For instance, a restaurant might be widely known and well marketed based on the talent and reputation of its chef. Or, a bar may have a manager who is a talented “personality” who brings in customers and keeps them there – that manager’s bonuses typically will be classified as payroll for tax and legal purposes; however, for budgeting purposes, they should definitely be categorized as a part of marketing and promotion.
Conventional wisdom tells us that well thought-out signage is a big part of a store’s promotion. However, to me, that is more of a “startup” or build-out expense rather than an ongoing marketing expense. And since we’re discussing monthly expense as a percentage of revenue, I’ll save the concepts of signage and building exposure for another discussion.

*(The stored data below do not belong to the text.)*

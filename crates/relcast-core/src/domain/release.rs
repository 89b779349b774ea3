//! The terminal published entity.

use std::path::PathBuf;

use serde::{Deserialize, Serialize};

/// One downloadable file attached to a release.
#[derive(Debug, Clone, PartialEq, Eq, Serialize, Deserialize)]
pub struct AttachedFile {
    pub name: String,
    pub path: PathBuf,
    pub size_bytes: u64,
}

/// A published release: every platform artifact plus the checksum manifest.
///
/// Created exactly once per successful run and never mutated afterwards.
#[derive(Debug, Clone, PartialEq, Eq, Serialize, Deserialize)]
pub struct Release {
    pub tag_name: String,
    pub display_name: String,
    pub is_prerelease: bool,
    pub is_draft: bool,
    /// Artifacts in archive-name order, manifest last.
    pub attached_files: Vec<AttachedFile>,
    /// Identifier assigned by the hosting service.
    pub host_id: u64,
    pub html_url: Option<String>,
}

impl Release {
    pub fn attached_names(&self) -> Vec<&str> {
        self.attached_files.iter().map(|f| f.name.as_str()).collect()
    }
}
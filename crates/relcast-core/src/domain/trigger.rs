//! Trigger events that start a release run.

use std::str::FromStr;

use serde::{Deserialize, Serialize};

use super::error::{ReleaseError, ReleaseResult};

/// Kind of release requested through a manual dispatch.
#[derive(Debug, Clone, Copy, PartialEq, Eq, Hash, Serialize, Deserialize)]
#[serde(rename_all = "lowercase")]
pub enum ReleaseType {
    Nightly,
    Test,
}

impl ReleaseType {
    /// Lowercase identifier used in tag names.
    pub fn as_str(&self) -> &'static str {
        match self {
            ReleaseType::Nightly => "nightly",
            ReleaseType::Test => "test",
        }
    }

    /// Capitalized form used in release display names.
    pub fn display_name(&self) -> &'static str {
        match self {
            ReleaseType::Nightly => "Nightly",
            ReleaseType::Test => "Test",
        }
    }
}

impl std::fmt::Display for ReleaseType {
    fn fmt(&self, f: &mut std::fmt::Formatter<'_>) -> std::fmt::Result {
        f.write_str(self.as_str())
    }
}

impl FromStr for ReleaseType {
    type Err = ReleaseError;

    fn from_str(s: &str) -> ReleaseResult<Self> {
        match s.trim() {
            "nightly" => Ok(ReleaseType::Nightly),
            "test" => Ok(ReleaseType::Test),
            other => Err(ReleaseError::InvalidTrigger(format!(
                "unknown release type '{other}' (expected nightly or test)"
            ))),
        }
    }
}

/// The external stimulus that starts a release run.
///
/// The two shapes are mutually exclusive by construction.
#[derive(Debug, Clone, PartialEq, Eq, Serialize, Deserialize)]
#[serde(tag = "kind", rename_all = "snake_case")]
pub enum TriggerEvent {
    /// A pushed version tag, e.g. `refs/tags/v1.2.3`.
    TagPush { git_ref: String },

    /// A manually invoked dispatch.
    ManualDispatch { release_type: ReleaseType },
}

impl TriggerEvent {
    pub fn tag_push(git_ref: impl Into<String>) -> Self {
        TriggerEvent::TagPush {
            git_ref: git_ref.into(),
        }
    }

    pub fn manual(release_type: ReleaseType) -> Self {
        TriggerEvent::ManualDispatch { release_type }
    }

    pub fn kind(&self) -> &'static str {
        match self {
            TriggerEvent::TagPush { .. } => "tag_push",
            TriggerEvent::ManualDispatch { .. } => "manual_dispatch",
        }
    }

    /// Classify a CI runner's event description.
    ///
    /// `event_name` decides the shape: `push` requires a `refs/tags/` ref,
    /// `workflow_dispatch` requires a release type. Anything else is rejected.
    pub fn from_runner_context(
        event_name: Option<&str>,
        git_ref: Option<&str>,
        release_type: Option<&str>,
    ) -> ReleaseResult<Self> {
        match event_name.map(str::trim) {
            Some("push") => match git_ref {
                Some(r) if r.starts_with("refs/tags/") => Ok(TriggerEvent::tag_push(r)),
                Some(r) => Err(ReleaseError::InvalidTrigger(format!(
                    "push event for '{r}' is not a tag push"
                ))),
                None => Err(ReleaseError::InvalidTrigger(
                    "push event without a ref".to_string(),
                )),
            },
            Some("workflow_dispatch") => match release_type {
                Some(t) => Ok(TriggerEvent::manual(t.parse()?)),
                None => Err(ReleaseError::InvalidTrigger(
                    "dispatch event without release_type".to_string(),
                )),
            },
            Some(other) => Err(ReleaseError::InvalidTrigger(format!(
                "unsupported event '{other}'"
            ))),
            None => Err(ReleaseError::InvalidTrigger(
                "no event name in runner context".to_string(),
            )),
        }
    }

    /// Classify the current process environment.
    ///
    /// Reads `GITHUB_EVENT_NAME`, `GITHUB_REF` and `RELCAST_RELEASE_TYPE`.
    pub fn from_env() -> ReleaseResult<Self> {
        let event_name = std::env::var("GITHUB_EVENT_NAME").ok();
        let git_ref = std::env::var("GITHUB_REF").ok();
        let release_type = std::env::var("RELCAST_RELEASE_TYPE").ok();
        Self::from_runner_context(
            event_name.as_deref(),
            git_ref.as_deref(),
            release_type.as_deref(),
        )
    }
}

#[cfg(test)]
mod tests {
    use super::*;

    #[test]
    fn release_type_parses_known_values() {
        assert_eq!("nightly".parse::<ReleaseType>().unwrap(), ReleaseType::Nightly);
        assert_eq!("test".parse::<ReleaseType>().unwrap(), ReleaseType::Test);
        assert!("weekly".parse::<ReleaseType>().is_err());
    }

    #[test]
    fn push_of_tag_is_tag_push() {
        let event =
            TriggerEvent::from_runner_context(Some("push"), Some("refs/tags/v1.2.3"), None).unwrap();
        assert_eq!(event, TriggerEvent::tag_push("refs/tags/v1.2.3"));
    }

    #[test]
    fn push_of_branch_is_rejected() {
        let err = TriggerEvent::from_runner_context(Some("push"), Some("refs/heads/main"), None)
            .unwrap_err();
        assert!(matches!(err, ReleaseError::InvalidTrigger(_)));
    }

    #[test]
    fn dispatch_uses_release_type_even_if_ref_is_set() {
        let event = TriggerEvent::from_runner_context(
            Some("workflow_dispatch"),
            Some("refs/heads/main"),
            Some("test"),
        )
        .unwrap();
        assert_eq!(event, TriggerEvent::manual(ReleaseType::Test));
    }

    #[test]
    fn dispatch_without_type_is_rejected() {
        assert!(TriggerEvent::from_runner_context(Some("workflow_dispatch"), None, None).is_err());
    }

    #[test]
    fn unknown_or_missing_event_is_rejected() {
        assert!(TriggerEvent::from_runner_context(Some("pull_request"), None, None).is_err());
        assert!(TriggerEvent::from_runner_context(None, Some("refs/tags/v1.0.0"), None).is_err());
    }

    #[test]
    fn serde_shape_is_tagged() {
        let json = serde_json::to_value(TriggerEvent::manual(ReleaseType::Nightly)).unwrap();
        assert_eq!(json["kind"], "manual_dispatch");
        assert_eq!(json["release_type"], "nightly");
    }
}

In general terms, it’s common for a business to spend 5 percent to 10 percent of its revenue as a marketing and promotional budget. But this is a rather misleading idea. Let me illustrate with a pair of examples:
Some businesses will opt to spend upwards of $500 per month on a Yellow Pages ad. If their monthly gross is $5,000, there's the 10 percent right there. However, Yellow Pages ads are an extremely passive form of advertising, so there's no additional real or man-hour expense associated. They layout the graphic design for the ad, and it runs in a publication that isn’t new every week, month or even quarter. It’s there, and you’re spending money to advertise in that medium, but you don’t actually have to do anything beyond the initial copy approval and, of course, paying the bill.
Another business might spend zero dollars per month, claiming that all of its advertising is done with “in-house” signage, hand-delivered coupons, Google Places, a free website and word of mouth. This laundry owner isn't accounting for the real expenses associated with his or her chosen form of advertising – the time to imagine, layout, print, proof, final print and post the signs and flyers is worth money. The paper that the coupons are printed on costs money. The time to hand out said coupons has to be factored in, as does the time taken to create and update the Google and website information.
Chances are, if you're using “word of mouth” advertising, you've helped generate that good word of mouth by interacting with your customers and being on-site a good bit of time – that time is money, and that money has a value that must be calculated and planned for in your budgeting process.
If I sat down and honestly calculated the time I put into Twitter, Foursquare, Facebook, Google, Yelp, graphic design and copywriting for my website – and then assigned that time a value of $100 per hour – it would add up to something close to 5 percent of my monthly gross revenue. Add to that the real money expense I put into radio and print advertising, as well as the expense of Internet service and website hosting, and I would be shocked if the real cost of my marketing and promotion didn't slightly exceed 10 percent of gross revenue.
The real “bottom line” is to be sure to factor in time and other resources used in guerilla marketing. Time is money, and money is money. If you can always account for your time invested in advertising and think of it in terms of dollars, it will have a positive impact on your bottom line.